**Problem description**
Output a verbatim copy of the data, cut off after the line that contains "use std::pin::Pin;".
+ + + + + + +
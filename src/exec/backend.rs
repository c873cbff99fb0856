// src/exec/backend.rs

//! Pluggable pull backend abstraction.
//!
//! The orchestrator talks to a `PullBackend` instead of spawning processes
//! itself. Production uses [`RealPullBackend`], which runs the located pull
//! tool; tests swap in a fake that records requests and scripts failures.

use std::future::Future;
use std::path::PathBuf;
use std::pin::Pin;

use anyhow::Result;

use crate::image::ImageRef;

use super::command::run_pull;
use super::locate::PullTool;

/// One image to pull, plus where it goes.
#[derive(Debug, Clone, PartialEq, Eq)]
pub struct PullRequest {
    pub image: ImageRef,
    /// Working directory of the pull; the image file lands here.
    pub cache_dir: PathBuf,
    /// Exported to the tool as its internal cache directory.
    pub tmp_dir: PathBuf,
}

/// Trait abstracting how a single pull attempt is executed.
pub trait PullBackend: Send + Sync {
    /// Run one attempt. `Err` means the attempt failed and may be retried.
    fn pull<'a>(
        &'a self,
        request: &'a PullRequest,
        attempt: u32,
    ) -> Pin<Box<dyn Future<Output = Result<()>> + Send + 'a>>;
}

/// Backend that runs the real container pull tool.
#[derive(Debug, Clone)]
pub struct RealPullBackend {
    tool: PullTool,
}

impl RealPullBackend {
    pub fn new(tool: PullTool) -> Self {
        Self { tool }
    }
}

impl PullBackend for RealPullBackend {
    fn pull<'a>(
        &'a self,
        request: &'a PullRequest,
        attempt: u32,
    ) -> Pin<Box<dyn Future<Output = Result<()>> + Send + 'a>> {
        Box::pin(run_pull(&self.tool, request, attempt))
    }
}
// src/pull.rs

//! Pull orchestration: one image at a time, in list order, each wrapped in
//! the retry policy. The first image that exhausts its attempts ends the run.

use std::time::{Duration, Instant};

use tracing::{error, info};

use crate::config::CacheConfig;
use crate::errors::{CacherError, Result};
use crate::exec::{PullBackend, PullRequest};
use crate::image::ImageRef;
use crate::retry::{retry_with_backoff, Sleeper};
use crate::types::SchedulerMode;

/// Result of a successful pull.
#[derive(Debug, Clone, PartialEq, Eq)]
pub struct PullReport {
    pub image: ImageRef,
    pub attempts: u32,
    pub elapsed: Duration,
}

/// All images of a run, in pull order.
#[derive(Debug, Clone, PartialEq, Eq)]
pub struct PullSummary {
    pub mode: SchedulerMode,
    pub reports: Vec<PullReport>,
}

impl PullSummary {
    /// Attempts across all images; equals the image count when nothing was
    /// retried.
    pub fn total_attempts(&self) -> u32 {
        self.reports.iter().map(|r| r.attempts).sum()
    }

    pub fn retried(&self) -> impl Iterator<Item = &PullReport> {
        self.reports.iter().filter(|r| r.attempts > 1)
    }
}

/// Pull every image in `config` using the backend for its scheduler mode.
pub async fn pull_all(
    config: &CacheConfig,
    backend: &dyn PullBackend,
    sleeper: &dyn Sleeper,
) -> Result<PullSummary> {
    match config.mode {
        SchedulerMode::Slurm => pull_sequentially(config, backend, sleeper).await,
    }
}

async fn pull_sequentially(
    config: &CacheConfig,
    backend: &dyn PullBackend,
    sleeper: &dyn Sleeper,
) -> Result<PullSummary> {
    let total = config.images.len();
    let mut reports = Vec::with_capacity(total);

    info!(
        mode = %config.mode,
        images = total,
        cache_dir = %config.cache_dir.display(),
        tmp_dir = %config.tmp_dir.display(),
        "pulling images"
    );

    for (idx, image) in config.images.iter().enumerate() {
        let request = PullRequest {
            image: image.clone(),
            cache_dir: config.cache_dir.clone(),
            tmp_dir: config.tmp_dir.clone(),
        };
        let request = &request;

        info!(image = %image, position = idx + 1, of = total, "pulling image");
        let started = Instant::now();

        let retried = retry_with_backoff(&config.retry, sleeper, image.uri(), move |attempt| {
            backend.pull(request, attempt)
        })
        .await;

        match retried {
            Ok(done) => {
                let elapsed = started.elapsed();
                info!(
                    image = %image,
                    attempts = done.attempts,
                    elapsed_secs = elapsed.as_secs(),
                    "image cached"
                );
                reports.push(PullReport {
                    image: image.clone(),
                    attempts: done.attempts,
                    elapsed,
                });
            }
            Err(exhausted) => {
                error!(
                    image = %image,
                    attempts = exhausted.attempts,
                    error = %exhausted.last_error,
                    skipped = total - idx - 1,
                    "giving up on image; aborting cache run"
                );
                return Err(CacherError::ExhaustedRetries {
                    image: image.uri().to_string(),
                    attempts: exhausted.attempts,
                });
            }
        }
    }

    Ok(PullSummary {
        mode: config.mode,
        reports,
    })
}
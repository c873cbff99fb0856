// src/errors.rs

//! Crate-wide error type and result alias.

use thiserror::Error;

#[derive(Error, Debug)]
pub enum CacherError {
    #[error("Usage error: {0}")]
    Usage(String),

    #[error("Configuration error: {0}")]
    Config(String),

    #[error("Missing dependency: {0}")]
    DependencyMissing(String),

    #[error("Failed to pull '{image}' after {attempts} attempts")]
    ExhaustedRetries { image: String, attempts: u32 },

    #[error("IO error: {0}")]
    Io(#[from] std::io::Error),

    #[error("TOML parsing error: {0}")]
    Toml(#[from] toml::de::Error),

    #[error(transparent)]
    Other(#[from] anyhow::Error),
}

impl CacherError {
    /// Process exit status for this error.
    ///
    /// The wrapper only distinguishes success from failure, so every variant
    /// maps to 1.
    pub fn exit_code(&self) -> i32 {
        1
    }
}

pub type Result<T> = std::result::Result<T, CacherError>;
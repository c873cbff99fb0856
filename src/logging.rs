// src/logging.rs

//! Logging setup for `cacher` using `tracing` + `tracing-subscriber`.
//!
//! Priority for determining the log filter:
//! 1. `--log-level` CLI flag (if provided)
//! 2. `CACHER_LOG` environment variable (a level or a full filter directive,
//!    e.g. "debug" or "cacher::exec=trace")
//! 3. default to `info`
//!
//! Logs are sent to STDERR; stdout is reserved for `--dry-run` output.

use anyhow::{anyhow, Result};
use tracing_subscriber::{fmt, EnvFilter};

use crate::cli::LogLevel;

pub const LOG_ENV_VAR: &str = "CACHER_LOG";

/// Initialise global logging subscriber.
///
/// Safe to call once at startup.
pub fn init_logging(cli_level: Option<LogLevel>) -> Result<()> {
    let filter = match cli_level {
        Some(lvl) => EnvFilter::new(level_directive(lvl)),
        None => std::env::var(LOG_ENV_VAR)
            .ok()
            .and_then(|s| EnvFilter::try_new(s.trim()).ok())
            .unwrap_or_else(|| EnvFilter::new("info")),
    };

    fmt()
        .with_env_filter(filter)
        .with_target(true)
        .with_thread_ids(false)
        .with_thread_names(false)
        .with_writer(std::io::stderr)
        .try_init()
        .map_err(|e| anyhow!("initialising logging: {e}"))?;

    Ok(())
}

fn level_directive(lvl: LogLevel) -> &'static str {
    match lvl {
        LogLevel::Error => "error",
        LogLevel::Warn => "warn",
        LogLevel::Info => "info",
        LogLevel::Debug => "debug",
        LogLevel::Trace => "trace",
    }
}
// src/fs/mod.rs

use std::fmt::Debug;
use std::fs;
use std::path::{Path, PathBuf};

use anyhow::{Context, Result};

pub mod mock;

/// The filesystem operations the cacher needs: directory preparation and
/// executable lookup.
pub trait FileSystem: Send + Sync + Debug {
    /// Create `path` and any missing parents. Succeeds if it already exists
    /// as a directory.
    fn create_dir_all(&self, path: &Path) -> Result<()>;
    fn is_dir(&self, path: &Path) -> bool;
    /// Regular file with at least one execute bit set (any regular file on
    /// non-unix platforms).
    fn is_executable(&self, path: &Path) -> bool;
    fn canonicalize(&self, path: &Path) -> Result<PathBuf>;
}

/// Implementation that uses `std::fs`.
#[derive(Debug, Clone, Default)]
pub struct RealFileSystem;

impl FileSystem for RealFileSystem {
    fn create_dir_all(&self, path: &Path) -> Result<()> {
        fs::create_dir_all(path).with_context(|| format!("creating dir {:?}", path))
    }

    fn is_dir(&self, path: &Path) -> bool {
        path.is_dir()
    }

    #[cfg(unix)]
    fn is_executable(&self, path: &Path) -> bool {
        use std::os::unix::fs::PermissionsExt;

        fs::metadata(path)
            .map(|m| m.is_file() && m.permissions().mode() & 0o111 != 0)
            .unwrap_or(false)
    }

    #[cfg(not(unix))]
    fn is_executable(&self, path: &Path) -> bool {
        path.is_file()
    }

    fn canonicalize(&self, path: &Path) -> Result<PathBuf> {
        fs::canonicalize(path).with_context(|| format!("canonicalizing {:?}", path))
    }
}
+ + + + + + +
**Worked solution**
filename src/exec/backend.rs
repository c873cbff99fb0856
// src/exec/backend.rs

//! Pluggable pull backend abstraction.
//!
//! The orchestrator talks to a `PullBackend` instead of spawning processes
//! itself. Production uses [`RealPullBackend`], which runs the located pull
//! tool; tests swap in a fake that records requests and scripts failures.

use std::future::Future;
use std::path::PathBuf;
use std::pin::Pin;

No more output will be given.